Fault Detection: New Features and Fixes

One of the trickier problems when detecting faults is detecting the absence of data. Did the check run and not produce data? Did we lose connection and miss the data? The latter problems are where we lost a bit of insight, which we sought to correct.

The system is down

A loss of connection to the broker happens for one of two reasons. First, the broker itself might be down, the software restarted, machine crashed, etc. Second, there was a loss of connectivity in the network between the broker and the Circonus NOC. Note that for our purposes, a failure in our NOC would look identical to the broker running but having network problems.

Lets start with a broker being down. Since we aren’t receiving any data, it looks to the system like all of the metrics just went absent. In the event that a broker goes down, the customer owning that broker be inundated with absence alerts.

Back in July, we solved this by adding the ability to set a contact group on a broker. If the broker disconnects, you will get a single alert notifying you that the broker is down.
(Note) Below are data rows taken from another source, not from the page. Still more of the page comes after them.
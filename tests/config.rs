use std::path::PathBuf;

use pdelab::{PdeError, PdeKind, Problem};

fn problems_dir() -> PathBuf {
    PathBuf::from(env!("CARGO_MANIFEST_DIR")).join("problems")
}

fn parse_err(json: &str) -> PdeError {
    Problem::from_json(json).unwrap_err()
}

#[test]
fn shipped_problems_load_and_validate() {
    let mut count = 0;
    for entry in std::fs::read_dir(problems_dir()).unwrap() {
        let path = entry.unwrap().path();
        if path.extension().and_then(|e| e.to_str()) != Some("json") {
            continue;
        }
        let problem = Problem::load(&path).unwrap_or_else(|e| panic!("{}: {e}", path.display()));
        assert!(!problem.name.is_empty());
        assert!(PdeKind::ALL.contains(&problem.kind().unwrap()));
        count += 1;
    }
    assert!(count >= 5);
}

#[test]
fn effective_problem_round_trips_through_json() {
    let problem = Problem::load(&problems_dir().join("heat-2d-crank-nicolson.json")).unwrap();
    let text = problem.to_json_pretty().unwrap();
    let again = Problem::from_json(&text).unwrap();
    assert_eq!(problem, again);
}

#[test]
fn unknown_operator_is_unsupported() {
    let err = parse_err(
        r#"{"name": "x", "pde": "wave", "axes": [{"cells": 4}], "solution": {"kind": "linear"}}"#,
    );
    assert!(matches!(err, PdeError::UnsupportedOperator(ref tag) if tag == "wave"));
    assert!(err.is_configuration());
}

#[test]
fn invalid_descriptions_are_configuration_errors() {
    let cases = [
        // too few cells
        r#"{"name": "x", "pde": "diffusion", "axes": [{"cells": 1}], "solution": {"kind": "linear"}}"#,
        // no axes
        r#"{"name": "x", "pde": "diffusion", "axes": [], "solution": {"kind": "linear"}}"#,
        // four axes
        r#"{"name": "x", "pde": "diffusion", "axes": [{"cells": 2}, {"cells": 2}, {"cells": 2}, {"cells": 2}], "solution": {"kind": "linear"}}"#,
        // periodic on one face only
        r#"{"name": "x", "pde": "diffusion", "axes": [{"cells": 4, "low": "periodic"}], "solution": {"kind": "linear"}}"#,
        // negative length
        r#"{"name": "x", "pde": "diffusion", "axes": [{"cells": 4, "length": -1.0}], "solution": {"kind": "linear"}}"#,
        // steady with no Dirichlet face
        r#"{"name": "x", "pde": "diffusion", "axes": [{"cells": 4, "low": "neumann", "high": "neumann"}], "solution": {"kind": "linear"}}"#,
        // velocity on a pure diffusion operator
        r#"{"name": "x", "pde": "diffusion", "velocity": [1.0], "axes": [{"cells": 4}], "solution": {"kind": "linear"}}"#,
        // velocity arity above dimension
        r#"{"name": "x", "pde": "advection-diffusion", "velocity": [1.0, 1.0], "axes": [{"cells": 4}], "solution": {"kind": "linear"}}"#,
        // non-positive diffusivity
        r#"{"name": "x", "pde": "diffusion", "diffusivity": {"constant": 0.0}, "axes": [{"cells": 4}], "solution": {"kind": "linear"}}"#,
        // zero iteration budget
        r#"{"name": "x", "pde": "diffusion", "axes": [{"cells": 4}], "solution": {"kind": "linear"}, "solver": {"max_iterations": 0}}"#,
        // non-positive tolerance
        r#"{"name": "x", "pde": "diffusion", "axes": [{"cells": 4}], "solution": {"kind": "linear"}, "solver": {"tolerance": 0.0}}"#,
        // zero steps
        r#"{"name": "x", "pde": "diffusion", "axes": [{"cells": 4}], "solution": {"kind": "linear"}, "time": {"final_time": 1.0, "steps": 0}}"#,
        // non-positive final time
        r#"{"name": "x", "pde": "diffusion", "axes": [{"cells": 4}], "solution": {"kind": "linear"}, "time": {"final_time": 0.0}}"#,
    ];
    for json in cases {
        let err = parse_err(json);
        assert!(
            matches!(err, PdeError::Configuration(_)),
            "expected configuration error for {json}, got {err}"
        );
    }
}

#[test]
fn malformed_json_is_a_configuration_error() {
    let err = parse_err(r#"{"name": "x", "pde": "diffusion", "axes": [{"cells": "many"}]}"#);
    assert!(matches!(err, PdeError::Json(_)));
    assert!(err.is_configuration());
}

#[test]
fn missing_file_is_an_io_error() {
    let dir = tempfile::tempdir().unwrap();
    let err = Problem::load(&dir.path().join("absent.json")).unwrap_err();
    assert!(matches!(err, PdeError::Io { .. }));
    assert!(!err.is_configuration());
}
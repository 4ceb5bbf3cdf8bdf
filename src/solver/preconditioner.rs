use serde::{Deserialize, Serialize};

use super::multigrid::Multigrid;
use crate::operator::LinearSystem;

fn default_omega() -> f64 {
    1.2
}

/// Preconditioner used by the PCG method.
#[derive(Debug, Clone, Copy, Default, PartialEq, Serialize, Deserialize)]
#[serde(tag = "type", rename_all = "lowercase")]
pub enum PreconditionerKind {
    /// Diagonal scaling.
    #[default]
    Jacobi,
    /// Symmetric successive over-relaxation, `0 < omega < 2`.
    Ssor {
        #[serde(default = "default_omega")]
        omega: f64,
    },
    /// One geometric multigrid V-cycle.
    Multigrid,
}

/// A preconditioner bound to one system. Applying it does not allocate.
#[derive(Debug)]
pub(crate) struct Preconditioner<'s> {
    kind: PreconditionerKind,
    system: &'s LinearSystem,
    multigrid: Option<Multigrid>,
}

impl<'s> Preconditioner<'s> {
    pub fn new(kind: PreconditionerKind, system: &'s LinearSystem) -> Self {
        let multigrid = match kind {
            PreconditionerKind::Multigrid => Some(Multigrid::new(system)),
            _ => None,
        };
        Self {
            kind,
            system,
            multigrid,
        }
    }

    /// `z = M^{-1} r`
    pub fn apply(&mut self, r: &[f64], z: &mut [f64]) {
        let diag = self.system.diagonal();
        match self.kind {
            PreconditionerKind::Jacobi => {
                for i in 0..r.len() {
                    z[i] = if diag[i].abs() > 1e-30 {
                        r[i] / diag[i]
                    } else {
                        r[i]
                    };
                }
            }
            PreconditionerKind::Ssor { omega } => {
                let n = r.len();
                // Forward sweep: (D/omega + L) y = r, then scale by D.
                for i in 0..n {
                    let mut s = r[i];
                    for &(j, a_ij) in self.system.row(i) {
                        if j >= i {
                            break;
                        }
                        s -= a_ij * z[j];
                    }
                    z[i] = s * omega / diag[i];
                }
                for i in 0..n {
                    z[i] *= diag[i];
                }
                // Backward sweep: (D/omega + U) z = D y.
                for i in (0..n).rev() {
                    let mut s = z[i];
                    for &(j, a_ij) in self.system.row(i).iter().rev() {
                        if j <= i {
                            break;
                        }
                        s -= a_ij * z[j];
                    }
                    z[i] = s * omega / diag[i];
                }
                let scale = (2.0 - omega) / omega;
                for zi in z.iter_mut() {
                    *zi *= scale;
                }
            }
            PreconditionerKind::Multigrid => {
                if let Some(mg) = self.multigrid.as_mut() {
                    mg.apply(r, z);
                }
            }
        }
    }
}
While disconnected, the system automatically puts all metrics on the broker into an internal maintenance mode, when it reconnects we flip them out of maintenance and then ask for a current state of the world, so anything that is bad will alert. Note that if you do not set a contact group, we have no way to tell you the broker is disconnected so we will fall back to not putting metrics in maintenance and you will get paged about each one as they go absent. Even though this feature isn’t brand new, it is worth pointing out.

Can you hear me now?

It is important to know a little about how the brokers work… When they restart, all the checks configured on it are scheduled to run within the first minute, then after that they follow the normal frequency settings. To this end, when we reestablish connectivity with a broker, we look at the internal uptime monitor, if it is >= 60 seconds we know all the checks have run and we can again use the data for alerting purposes.

This presented a problem when an outage was caused by a network interruption or a problem in our NOC. Such a network problem happened late one night and connections to a handful of brokers were lost temporarily. When they came back online, because they had never restarted we saw the uptime was good and immediately started using the data. This poses a problem if we reconnected at the very end of an absence window. A given check might not run again for 1 – 5 minutes, so we would potentially trigger absences, and then recover them when the check ran.

We made two changes to fix this. First, we now have two criteria for a stable / connected broker:

Uptime >= 60 seconds
Connected to the NOC for >= 60 seconds

Since the majority of the checks run every minute, this meant that we would see the data again before declaring the data absent. This, however, doesn’t account for any checks with a larger period. To that end, we changed the absence alerting to first check to see how long the broker has been connected. If it has been connected for less than the absence window length, we push out the absence check to another window in order to first ensure the check would have run. A small change but one that took a lot of testing and should drastically cut down on false absence alerts due to network problems.